[Dataset entries]
****************************************
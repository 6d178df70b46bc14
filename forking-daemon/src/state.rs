//! Lifecycle state shared between the supervisor and whoever controls it.

use log::info;
use std::fmt;
use std::sync::atomic::{AtomicBool, Ordering};
use std::sync::{Arc, Mutex, PoisonError};

/// `Created -> Listening -> Draining -> Stopped`.
#[derive(Debug, Clone, Copy, PartialEq, Eq, PartialOrd, Ord)]
pub enum ServiceStatus {
    Created,
    Listening,
    Draining,
    Stopped,
}

impl fmt::Display for ServiceStatus {
    fn fmt(&self, f: &mut fmt::Formatter<'_>) -> fmt::Result {
        let name = match self {
            ServiceStatus::Created => "created",
            ServiceStatus::Listening => "listening",
            ServiceStatus::Draining => "draining",
            ServiceStatus::Stopped => "stopped",
        };
        f.write_str(name)
    }
}

/// Set-once termination request. Clones share the same flag.
#[derive(Debug, Clone, Default)]
pub struct TerminationFlag(Arc<AtomicBool>);

impl TerminationFlag {
    pub fn new() -> Self {
        Self::default()
    }

    /// Requests termination.
    ///
    /// # Returns
    ///
    /// `true` for the call that actually flipped the flag, `false` afterwards.
    pub fn request(&self) -> bool {
        !self.0.swap(true, Ordering::SeqCst)
    }

    pub fn is_requested(&self) -> bool {
        self.0.load(Ordering::SeqCst)
    }

    /// The underlying atomic, for signal handlers that set it directly.
    pub fn shared(&self) -> Arc<AtomicBool> {
        Arc::clone(&self.0)
    }
}

/// Current [`ServiceStatus`], readable from any thread.
#[derive(Debug, Clone)]
pub struct StatusCell(Arc<Mutex<ServiceStatus>>);

impl Default for StatusCell {
    fn default() -> Self {
        Self(Arc::new(Mutex::new(ServiceStatus::Created)))
    }
}

impl StatusCell {
    pub fn new() -> Self {
        Self::default()
    }

    pub fn get(&self) -> ServiceStatus {
        *self.0.lock().unwrap_or_else(PoisonError::into_inner)
    }

    /// Moves forward to `next`. Moving backwards or staying put is ignored.
    ///
    /// # Returns
    ///
    /// `true` if the status changed.
    pub fn advance(&self, next: ServiceStatus) -> bool {
        let mut current = self.0.lock().unwrap_or_else(PoisonError::into_inner);
        if next <= *current {
            return false;
        }
        info!("Supervisor: {} -> {}", *current, next);
        *current = next;
        true
    }
}
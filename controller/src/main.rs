mod attach;

use anyhow::Result;
use clap::{Parser, Subcommand};
use forking_core::args::ServiceArgs;
use forking_protocol::{ControlClient, ControlCommand, ControlResponse};
use std::process::ExitCode;
use std::time::Duration;

#[derive(Parser)]
#[command(name = "controller")]
#[command(about = "CLI Controller for the forking service")]
struct Cli {
    #[command(flatten)]
    service: ServiceArgs,

    /// Seconds to wait for the service to answer
    #[arg(long, default_value_t = 5)]
    timeout: u64,

    #[command(subcommand)]
    command: Commands,
}

#[derive(Subcommand)]
enum Commands {
    /// Check that the service is alive
    Hello,
    /// Ask the service to stop and drain its workers
    Quit,
    /// Spawn a worker
    Fork {
        /// Integer handed to the worker
        #[arg(allow_negative_numbers = true)]
        argument: i64,
        /// Connect this terminal to the worker's pipes
        #[arg(short, long)]
        attach: bool,
    },
    /// Send a raw request line and print the raw answer
    Send {
        /// Request line, without the trailing newline
        line: String,
    },
}

#[tokio::main]
async fn main() -> Result<ExitCode> {
    let cli = Cli::parse();
    let client = ControlClient::new(cli.service.to_config().address())
        .with_timeout(Duration::from_secs(cli.timeout));

    let response = match cli.command {
        Commands::Hello => client.send_command(ControlCommand::Hello).await?,
        Commands::Quit => client.send_command(ControlCommand::Quit).await?,
        Commands::Fork { argument, attach } => {
            let response = client
                .send_command(ControlCommand::Fork { argument })
                .await?;
            if let (true, ControlResponse::Forked(directory)) = (attach, &response) {
                let directory = directory.clone();
                tokio::task::spawn_blocking(move || attach::attach(&directory)).await??;
                return Ok(ExitCode::SUCCESS);
            }
            response
        }
        Commands::Send { line } => {
            let answer = client.send_line(&line).await?;
            print!("{}", answer);
            return Ok(exit_code(&ControlResponse::parse(&answer)));
        }
    };

    print_response(&response);
    Ok(exit_code(&response))
}

fn print_response(response: &ControlResponse) {
    match response {
        ControlResponse::Alive | ControlResponse::Quitting => print!("{}", response.to_line()),
        ControlResponse::Forked(directory) => println!("{}", directory.display()),
        ControlResponse::Failure(reason) => eprintln!("FAILURE: {}", reason),
    }
}

fn exit_code(response: &ControlResponse) -> ExitCode {
    if response.is_failure() {
        ExitCode::FAILURE
    } else {
        ExitCode::SUCCESS
    }
}
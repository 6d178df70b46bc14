pub mod traits;
pub mod workers;

pub use traits::{WorkerStdio, WorkerTask};
pub use workers::{worker_from_settings, EchoWorker, ExecWorker};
****************************************
• Exercise:
Transcribe the data above in full, keeping every word as it is.

• Result of the task:
repository 6d178df70b46bc14
filename forking-daemon/src/state.rs
//! Lifecycle state shared between the supervisor and whoever controls it.

use log::info;
use std::fmt;
use std::sync::atomic::{AtomicBool, Ordering};
use std::sync::{Arc, Mutex, PoisonError};

/// `Created -> Listening -> Draining -> Stopped`.
#[derive(Debug, Clone, Copy, PartialEq, Eq, PartialOrd, Ord)]
pub enum ServiceStatus {
    Created,
    Listening,
    Draining,
    Stopped,
}

impl fmt::Display for ServiceStatus {
    fn fmt(&self, f: &mut fmt::Formatter<'_>) -> fmt::Result {
        let name = match self {
            ServiceStatus::Created => "created",
            ServiceStatus::Listening => "listening",
            ServiceStatus::Draining => "draining",
            ServiceStatus::Stopped => "stopped",
        };
        f.write_str(name)
    }
}

/// Set-once termination request. Clones share the same flag.
#[derive(Debug, Clone, Default)]
pub struct TerminationFlag(Arc<AtomicBool>);

impl TerminationFlag {
    pub fn new() -> Self {
        Self::default()
    }

    /// Requests termination.
    ///
    /// # Returns
    ///
    /// `true` for the call that actually flipped the flag, `false` afterwards.
    pub fn request(&self) -> bool {
        !self.0.swap(true, Ordering::SeqCst)
    }

    pub fn is_requested(&self) -> bool {
        self.0.load(Ordering::SeqCst)
    }

    /// The underlying atomic, for signal handlers that set it directly.
    pub fn shared(&self) -> Arc<AtomicBool> {
        Arc::clone(&self.0)
    }
}

/// Current [`ServiceStatus`], readable from any thread.
#[derive(Debug, Clone)]
pub struct StatusCell(Arc<Mutex<ServiceStatus>>);

impl Default for StatusCell {
    fn default() -> Self {
        Self(Arc::new(Mutex::new(ServiceStatus::Created)))
    }
}

impl StatusCell {
    pub fn new() -> Self {
        Self::default()
    }

    pub fn get(&self) -> ServiceStatus {
        *self.0.lock().unwrap_or_else(PoisonError::into_inner)
    }

    /// Moves forward to `next`. Moving backwards or staying put is ignored.
    ///
    /// # Returns
    ///
    /// `true` if the status changed.
    pub fn advance(&self, next: ServiceStatus) -> bool {
        let mut current = self.0.lock().unwrap_or_else(PoisonError::into_inner);
        if next <= *current {
            return false;
        }
        info!("Supervisor: {} -> {}", *current, next);
        *current = next;
        true
    }
}
filename controller/src/main.rs
mod attach;

use anyhow::Result;
use clap::{Parser, Subcommand};
use forking_core::args::ServiceArgs;
use forking_protocol::{ControlClient, ControlCommand, ControlResponse};
use std::process::ExitCode;
use std::time::Duration;

#[derive(Parser)]
#[command(name = "controller")]
#[command(about = "CLI Controller for the forking service")]
struct Cli {
    #[command(flatten)]
    service: ServiceArgs,

    /// Seconds to wait for the service to answer
    #[arg(long, default_value_t = 5)]
    timeout: u64,

    #[command(subcommand)]
    command: Commands,
}

#[derive(Subcommand)]
enum Commands {
    /// Check that the service is alive
    Hello,
    /// Ask the service to stop and drain its workers
    Quit,
    /// Spawn a worker
    Fork {
        /// Integer handed to the worker
        #[arg(allow_negative_numbers = true)]
        argument: i64,
        /// Connect this terminal to the worker's pipes
        #[arg(short, long)]
        attach: bool,
    },
    /// Send a raw request line and print the raw answer
    Send {
        /// Request line, without the trailing newline
        line: String,
    },
}

#[tokio::main]
async fn main() -> Result<ExitCode> {
    let cli = Cli::parse();
    let client = ControlClient::new(cli.service.to_config().address())
        .with_timeout(Duration::from_secs(cli.timeout));

    let response = match cli.command {
        Commands::Hello => client.send_command(ControlCommand::Hello).await?,
        Commands::Quit => client.send_command(ControlCommand::Quit).await?,
        Commands::Fork { argument, attach } => {
            let response = client
                .send_command(ControlCommand::Fork { argument })
                .await?;
            if let (true, ControlResponse::Forked(directory)) = (attach, &response) {
                let directory = directory.clone();
                tokio::task::spawn_blocking(move || attach::attach(&directory)).await??;
                return Ok(ExitCode::SUCCESS);
            }
            response
        }
        Commands::Send { line } => {
            let answer = client.send_line(&line).await?;
            print!("{}", answer);
            return Ok(exit_code(&ControlResponse::parse(&answer)));
        }
    };

    print_response(&response);
    Ok(exit_code(&response))
}

fn print_response(response: &ControlResponse) {
    match response {
        ControlResponse::Alive | ControlResponse::Quitting => print!("{}", response.to_line()),
        ControlResponse::Forked(directory) => println!("{}", directory.display()),
        ControlResponse::Failure(reason) => eprintln!("FAILURE: {}", reason),
    }
}

fn exit_code(response: &ControlResponse) -> ExitCode {
    if response.is_failure() {
        ExitCode::FAILURE
    } else {
        ExitCode::SUCCESS
    }
}
repository 6d178df70b46bc14
pub mod traits;
pub mod workers;

pub use traits::{WorkerStdio, WorkerTask};
pub use workers::{worker_from_settings, EchoWorker, ExecWorker};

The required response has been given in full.